Wednesday, October 7, 2009

An honest outpour of the heart

Moments ago, a friend's words broke me. My contained emotions over the past few weeks finally flowed out freely. After that, for the first time in quite a while, I was able to release everything at God's feet.

Funny how it is that the most intimate time I spend with God comes in the wee hours of the morning. Funny how it is also away from people. Funny how it means I abandon every single thing just to kneel at His feet and cry my heart out. Time and sleep and work become just words.

I serve a God whom I can't see. Whom I can't feel at times. Who is love yet holy. Who is forgiving yet just. A God many can't accept because it is a relationship based on faith. A truth that far exceeds our understanding. A concept many find hard to grasp.

A God I know because I've experienced Him. So it is with you, isn't it? We know because our eyes and hearts have been opened.

I love God. He means more to me than anything in this world. It has come to that stage where I know I just can't live without Him. Or perhaps I knew that long time ago; I was just not willing to stand up for who I've become.

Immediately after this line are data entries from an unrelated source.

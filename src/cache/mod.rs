//! Two-tier response cache and the throttle gate built on it.
//!
//! - [`CacheStore`] keeps typed values in a cost-bounded memory tier and
//!   encoded bytes on disk, with an age and size sweep
//! - [`RequestTimes`] persists when each request key was last fetched
//! - [`CacheLayer`] decides per call whether to answer from the store or the
//!   network, coalescing concurrent fetches of the same key

pub mod disk;
mod layer;
mod memory;
mod store;
mod time_records;
mod traits;

pub use disk::SweepReport;
pub use layer::CacheLayer;
pub use memory::MemoryTier;
pub use store::{CacheConfig, CacheStore, DiskCodec, JsonCodec, PendingWrite, NAMESPACE};
pub use time_records::{RequestTimes, REQUEST_TIME_KEY};
pub use traits::{CacheResult, CacheSource, Cached, Cacheable};
//! Durable key/value settings store.

use std::collections::HashMap;
use std::path::{Path, PathBuf};
use std::sync::Mutex;

use rusqlite::{params, Connection, OptionalExtension};

use crate::error::SettingsError;

/// Process-wide settings storage holding opaque blobs under fixed names.
pub trait KeyValueStore: Send + Sync {
  fn get(&self, key: &str) -> Result<Option<Vec<u8>>, SettingsError>;
  fn set(&self, key: &str, value: &[u8]) -> Result<(), SettingsError>;
  fn remove(&self, key: &str) -> Result<(), SettingsError>;
}

/// Settings kept in a SQLite database file.
pub struct SqliteSettings {
  conn: Mutex<Connection>,
}

const SCHEMA: &str = r#"
CREATE TABLE IF NOT EXISTS settings (
    key TEXT PRIMARY KEY,
    value BLOB NOT NULL,
    updated_at TEXT NOT NULL DEFAULT (datetime('now'))
);
"#;

impl SqliteSettings {
  /// Open or create the database at the default location.
  pub fn open() -> Result<Self, SettingsError> {
    Self::open_at(&Self::default_path()?)
  }

  pub fn open_at(path: &Path) -> Result<Self, SettingsError> {
    // Ensure parent directory exists
    if let Some(parent) = path.parent() {
      std::fs::create_dir_all(parent)?;
    }
    Self::init(Connection::open(path)?)
  }

  pub fn open_in_memory() -> Result<Self, SettingsError> {
    Self::init(Connection::open_in_memory()?)
  }

  /// Default database path under the platform data directory.
  pub fn default_path() -> Result<PathBuf, SettingsError> {
    let data_dir = dirs::data_dir()
      .or_else(|| dirs::home_dir().map(|p| p.join(".local/share")))
      .ok_or_else(|| {
        SettingsError::Io(std::io::Error::new(
          std::io::ErrorKind::NotFound,
          "could not determine data directory",
        ))
      })?;

    Ok(data_dir.join("xrate").join("settings.db"))
  }

  fn init(conn: Connection) -> Result<Self, SettingsError> {
    conn.execute_batch(SCHEMA)?;
    Ok(Self {
      conn: Mutex::new(conn),
    })
  }

  fn conn(&self) -> Result<std::sync::MutexGuard<'_, Connection>, SettingsError> {
    self.conn.lock().map_err(|_| SettingsError::Poisoned)
  }
}

impl KeyValueStore for SqliteSettings {
  fn get(&self, key: &str) -> Result<Option<Vec<u8>>, SettingsError> {
    let conn = self.conn()?;
    let value = conn
      .query_row(
        "SELECT value FROM settings WHERE key = ?",
        params![key],
        |row| row.get(0),
      )
      .optional()?;
    Ok(value)
  }

  fn set(&self, key: &str, value: &[u8]) -> Result<(), SettingsError> {
    let conn = self.conn()?;
    conn.execute(
      "INSERT OR REPLACE INTO settings (key, value, updated_at) VALUES (?, ?, datetime('now'))",
      params![key, value],
    )?;
    Ok(())
  }

  fn remove(&self, key: &str) -> Result<(), SettingsError> {
    let conn = self.conn()?;
    conn.execute("DELETE FROM settings WHERE key = ?", params![key])?;
    Ok(())
  }
}

/// Settings that live only as long as the process.
#[derive(Debug, Default)]
pub struct MemorySettings {
  values: Mutex<HashMap<String, Vec<u8>>>,
}

impl MemorySettings {
  pub fn new() -> Self {
    Self::default()
  }
}

impl KeyValueStore for MemorySettings {
  fn get(&self, key: &str) -> Result<Option<Vec<u8>>, SettingsError> {
    let values = self.values.lock().map_err(|_| SettingsError::Poisoned)?;
    Ok(values.get(key).cloned())
  }

  fn set(&self, key: &str, value: &[u8]) -> Result<(), SettingsError> {
    let mut values = self.values.lock().map_err(|_| SettingsError::Poisoned)?;
    values.insert(key.to_string(), value.to_vec());
    Ok(())
  }

  fn remove(&self, key: &str) -> Result<(), SettingsError> {
    let mut values = self.values.lock().map_err(|_| SettingsError::Poisoned)?;
    values.remove(key);
    Ok(())
  }
}

#[cfg(test)]
mod tests {
  use super::*;
  use tempfile::TempDir;

  fn exercise(store: &dyn KeyValueStore) {
    assert_eq!(store.get("missing").unwrap(), None);
    store.set("a", b"one").unwrap();
    store.set("a", b"two").unwrap();
    assert_eq!(store.get("a").unwrap().as_deref(), Some(&b"two"[..]));
    store.remove("a").unwrap();
    assert_eq!(store.get("a").unwrap(), None);
  }

  #[test]
  fn test_sqlite_settings() {
    exercise(&SqliteSettings::open_in_memory().unwrap());
  }

  #[test]
  fn test_memory_settings() {
    exercise(&MemorySettings::new());
  }

  #[test]
  fn test_sqlite_settings_survive_reopen() {
    let dir = TempDir::new().unwrap();
    let path = dir.path().join("nested").join("settings.db");
    SqliteSettings::open_at(&path).unwrap().set("k", b"v").unwrap();
    let reopened = SqliteSettings::open_at(&path).unwrap();
    assert_eq!(reopened.get("k").unwrap().as_deref(), Some(&b"v"[..]));
  }
}
/// Collaborators and cross-cycle state, built once and shared by every cycle.
#[derive(Clone)]
pub struct PipelineContext {
    pub dedup: Arc<DedupStore>,
    pub health: Arc<HealthTracker>,
    pub feed: Arc<dyn FeedSource>,
    pub classifier: DynClassifier,
    pub scorer: Arc<ReliabilityScorer>,
    pub messenger: Arc<dyn Messenger>,
    pub store: Arc<dyn HistoryStore>,
}

impl PipelineContext {
    pub fn new(feed: Arc<dyn FeedSource>, classifier: DynClassifier, messenger: Arc<dyn Messenger>) -> Self {
        Self {
            dedup: Arc::new(DedupStore::default()),
            health: Arc::new(HealthTracker::new()),
            feed,
            classifier,
            scorer: Arc::new(ReliabilityScorer::default()),
            messenger,
            store: Arc::new(InMemoryHistory::default()),
        }
    }

    /// Production wiring: HTTP feeds, configured classifier, webhook messenger
    /// when webhooks exist (log-only otherwise).
    pub fn from_config(config: &PipelineConfig) -> anyhow::Result<Self> {
        let s = &config.settings;
        let feed = Arc::new(HttpFeedSource::new(&s.user_agent, s.fetch_timeout())?);
        let classifier = build_client_from_config(&config.ai.clone().resolve()?);
        let messenger: Arc<dyn Messenger> = if config.webhooks.is_empty() {
            tracing::warn!("no webhooks configured; messages will only be logged");
            Arc::new(LogMessenger)
        } else {
            let discord = DiscordMessenger::new(config.webhooks.clone());
            let destinations = std::iter::once(s.default_destination.as_str())
                .chain(config.rules.iter().map(|r| r.destination.as_str()));
            for dest in destinations.filter(|d| !discord.knows(d)) {
                tracing::warn!(destination = dest, "no webhook for destination; its messages will fail");
            }
            Arc::new(discord)
        };
        Ok(Self::new(feed, classifier, messenger)
            .with_dedup(DedupStore::new(chrono::Duration::seconds(s.dedup_ttl_secs.max(1)))))
    }

    pub fn with_dedup(mut self, dedup: DedupStore) -> Self {
        self.dedup = Arc::new(dedup);
        self
    }

    pub fn with_scorer(mut self, scorer: ReliabilityScorer) -> Self {
        self.scorer = Arc::new(scorer);
        self
    }

    pub fn with_store(mut self, store: Arc<dyn HistoryStore>) -> Self {
        self.store = store;
        self
    }
}

/// A High severity drop, kept for the cycle report.
#[derive(Debug, Clone, Serialize)]
pub struct ModerationEvent {
    pub item: ItemId,
    pub source: String,
    pub title: String,
    pub severity: Severity,
    pub categories: Vec<String>,
    pub explanation: String,
}

#[derive(Debug, Clone, Default, Serialize)]
pub struct DeliveryReport {
    pub destination: String,
    pub messages_sent: usize,
    pub messages_failed: usize,
    /// One entry per failed message: the messenger's error text.
    pub failures: Vec<String>,
    pub items: Vec<ItemId>,
}

#[derive(Debug, Clone, Default)]
pub struct CycleReport {
    pub started_at: Option<DateTime<Utc>>,
    /// States entered, in order, ending with `Idle`.
    pub transitions: Vec<CycleState>,
    pub sources_fetched: usize,
    pub entries_fetched: usize,
    pub items_new: usize,
    pub items_duplicate: usize,
    pub items_warned: usize,
    pub moderation_events: Vec<ModerationEvent>,
    pub deliveries: Vec<DeliveryReport>,
    pub errors: CycleErrors,
    pub paused: bool,
    pub cancelled: bool,
    pub duration: Duration,
}

impl CycleReport {
    /// Item ids delivered to `destination`, in send order.
    pub fn delivered_to(&self, destination: &str) -> Vec<ItemId> {
        self.deliveries
            .iter()
            .filter(|d| d.destination == destination)
            .flat_map(|d| d.items.iter().cloned())
            .collect()
    }

    pub fn total_delivered(&self) -> usize {
        self.deliveries.iter().map(|d| d.items.len()).sum()
    }
}

pub struct Orchestrator {
    ctx: PipelineContext,
    paused: AtomicBool,
    paused_sources: RwLock<HashSet<String>>,
    state: RwLock<CycleState>,
    running: Mutex<()>,
    cancel: watch::Sender<bool>,
    pacer: Arc<Pacer>,
}
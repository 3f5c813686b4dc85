//! Persistence collaborator: source and item history.
//!
//! The pipeline only writes here after delivery; nothing read back from the
//! store influences routing or dedup.

use std::collections::{HashMap, VecDeque};
use std::sync::{Mutex, PoisonError};

use anyhow::Result;
use async_trait::async_trait;
use chrono::{DateTime, Utc};
use serde::Serialize;

use crate::health::SourceStats;
use crate::model::{Item, ItemId, Source};

/// Source configuration together with its latest health stats.
#[derive(Debug, Clone, Serialize, PartialEq)]
pub struct SourceRecord {
    pub source: Source,
    pub stats: Option<SourceStats>,
    pub updated_at: DateTime<Utc>,
}

/// A delivered item and where it went.
#[derive(Debug, Clone, Serialize)]
pub struct ItemRecord {
    pub item: Item,
    pub destinations: Vec<String>,
    pub delivered_at: DateTime<Utc>,
}

#[async_trait]
pub trait HistoryStore: Send + Sync {
    async fn upsert_source(&self, record: SourceRecord) -> Result<()>;
    async fn get_source(&self, name: &str) -> Result<Option<SourceRecord>>;
    async fn record_item(&self, record: ItemRecord) -> Result<()>;
    async fn get_item(&self, id: &ItemId) -> Result<Option<ItemRecord>>;
    async fn delete_item(&self, id: &ItemId) -> Result<bool>;
    /// Most recent first.
    async fn recent_items(&self, n: usize) -> Result<Vec<ItemRecord>>;
}

#[derive(Debug, Default)]
struct Inner {
    sources: HashMap<String, SourceRecord>,
    items: HashMap<ItemId, ItemRecord>,
    order: VecDeque<ItemId>,
}

/// Bounded in-memory history; the oldest items are evicted past `cap`.
#[derive(Debug)]
pub struct InMemoryHistory {
    inner: Mutex<Inner>,
    cap: usize,
}

impl Default for InMemoryHistory {
    fn default() -> Self {
        Self::with_capacity(1_000)
    }
}

impl InMemoryHistory {
    pub fn with_capacity(cap: usize) -> Self {
        Self {
            inner: Mutex::new(Inner::default()),
            cap: cap.clamp(1, 100_000),
        }
    }

    pub fn item_count(&self) -> usize {
        self.lock().items.len()
    }

    fn lock(&self) -> std::sync::MutexGuard<'_, Inner> {
        self.inner.lock().unwrap_or_else(PoisonError::into_inner)
    }
}

#[async_trait]
impl HistoryStore for InMemoryHistory {
    async fn upsert_source(&self, record: SourceRecord) -> Result<()> {
        self.lock().sources.insert(record.source.name.clone(), record);
        Ok(())
    }

    async fn get_source(&self, name: &str) -> Result<Option<SourceRecord>> {
        Ok(self.lock().sources.get(name).cloned())
    }

    async fn record_item(&self, record: ItemRecord) -> Result<()> {
        let mut g = self.lock();
        let id = record.item.id.clone();
        if g.items.insert(id.clone(), record).is_some() {
            g.order.retain(|x| x != &id);
        }
        g.order.push_back(id);
        while g.order.len() > self.cap {
            if let Some(old) = g.order.pop_front() {
                g.items.remove(&old);
            }
        }
        Ok(())
    }

    async fn get_item(&self, id: &ItemId) -> Result<Option<ItemRecord>> {
        Ok(self.lock().items.get(id).cloned())
    }

    async fn delete_item(&self, id: &ItemId) -> Result<bool> {
        let mut g = self.lock();
        let existed = g.items.remove(id).is_some();
        if existed {
            g.order.retain(|x| x != id);
        }
        Ok(existed)
    }

    async fn recent_items(&self, n: usize) -> Result<Vec<ItemRecord>> {
        let g = self.lock();
        Ok(g.order
            .iter()
            .rev()
            .take(n)
            .filter_map(|id| g.items.get(id).cloned())
            .collect())
    }
}
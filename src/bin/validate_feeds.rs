//! Fetch every configured source once and print whether its feed is usable.
//!
//! Usage: `validate_feeds [path/to/pipeline.toml]` (defaults to the normal
//! config lookup). Exits non-zero when any source fails.

use std::path::PathBuf;
use std::sync::Arc;

use anyhow::Result;
use newsrelay::config::PipelineConfig;
use newsrelay::ingest::types::HttpFeedSource;
use newsrelay::ingest::Fetcher;
use tokio::sync::watch;

#[tokio::main]
async fn main() -> Result<()> {
    let _ = dotenvy::dotenv();
    tracing_subscriber::fmt().with_target(false).init();

    let path = match std::env::args().nth(1) {
        Some(p) => PathBuf::from(p),
        None => PipelineConfig::default_path()?,
    };
    let config = PipelineConfig::load_from(&path)?;
    let s = &config.settings;

    let feed = Arc::new(HttpFeedSource::new(&s.user_agent, s.fetch_timeout())?);
    // No cap: report how many entries each feed actually carries.
    let fetcher = Fetcher::new(feed)
        .with_concurrency(s.concurrency)
        .with_timeout(s.fetch_timeout())
        .with_max_items(usize::MAX);
    let (_cancel_tx, cancel_rx) = watch::channel(false);
    let outcomes = fetcher.fetch_all(&config.sources, cancel_rx).await;

    let width = config.sources.iter().map(|s| s.name.len()).max().unwrap_or(6).max(6);
    println!("{:<width$}  {:<8}  {:>7}  {:>9}  detail", "source", "status", "entries", "latency");
    let mut failed = 0usize;
    for o in &outcomes {
        let latency = format!("{}ms", o.elapsed.as_millis());
        match &o.result {
            Ok(entries) => println!(
                "{:<width$}  {:<8}  {:>7}  {:>9}  {}",
                o.source.name,
                if entries.is_empty() { "EMPTY" } else { "OK" },
                entries.len(),
                latency,
                o.source.url
            ),
            Err(e) => {
                failed += 1;
                println!("{:<width$}  {:<8}  {:>7}  {:>9}  {}", o.source.name, "FAIL", "-", latency, e);
            }
        }
    }
    println!("\n{} of {} sources valid", outcomes.len() - failed, outcomes.len());

    if failed > 0 {
        std::process::exit(1);
    }
    Ok(())
}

I love Him. Yet this love seems so trivial to the temptation of sinning at a given moment. How can this be if I say He means more to me than anything? How can this love I have be overshadowed by my flesh and the devil and the world?

Why am I not more than who I can be in Christ? There's still so much darkness in me that needs to come into the light. And when I look around me; sometimes all I see is brokenness. Tears unseen, cries of desperation, ugly thoughts, empty hearts, heart wrenching emotions.

Sometimes, I wonder what it is with us and this world that God loves so much. I wonder what it is in me that He noticed. How can He forgive me knowing that I will hurt Him again?

Yet, when I close my eyes now, a deep sense of peace engulfs my soul. Yet, when I sit at the wooden bridge in the breeze taking in the glorious sight of nature, I just know. God's love is real.

Despite all the questions, despite all the knowledge I do not possess, despite the things I don't understand and may never will, despite not being the most talented and successful, I've come to recognise that I matter in His eyes.

I am His work in progress. A canvas half completed. Clay being moulded.

And most importantly, that nothing compares to having Him close to me. For me now, the reason I am a Christian is really as simple as the words below:

You gave me hope You made me whole at the cross
You took my place You showed me grace
at the cross where You died for me

Chorus:

and His glory appears like the light from the sun
age to age He shines
oh look to the skies hear the angels cry
singing holy is the Lord...





It's all about Him.

Always have been and always should be.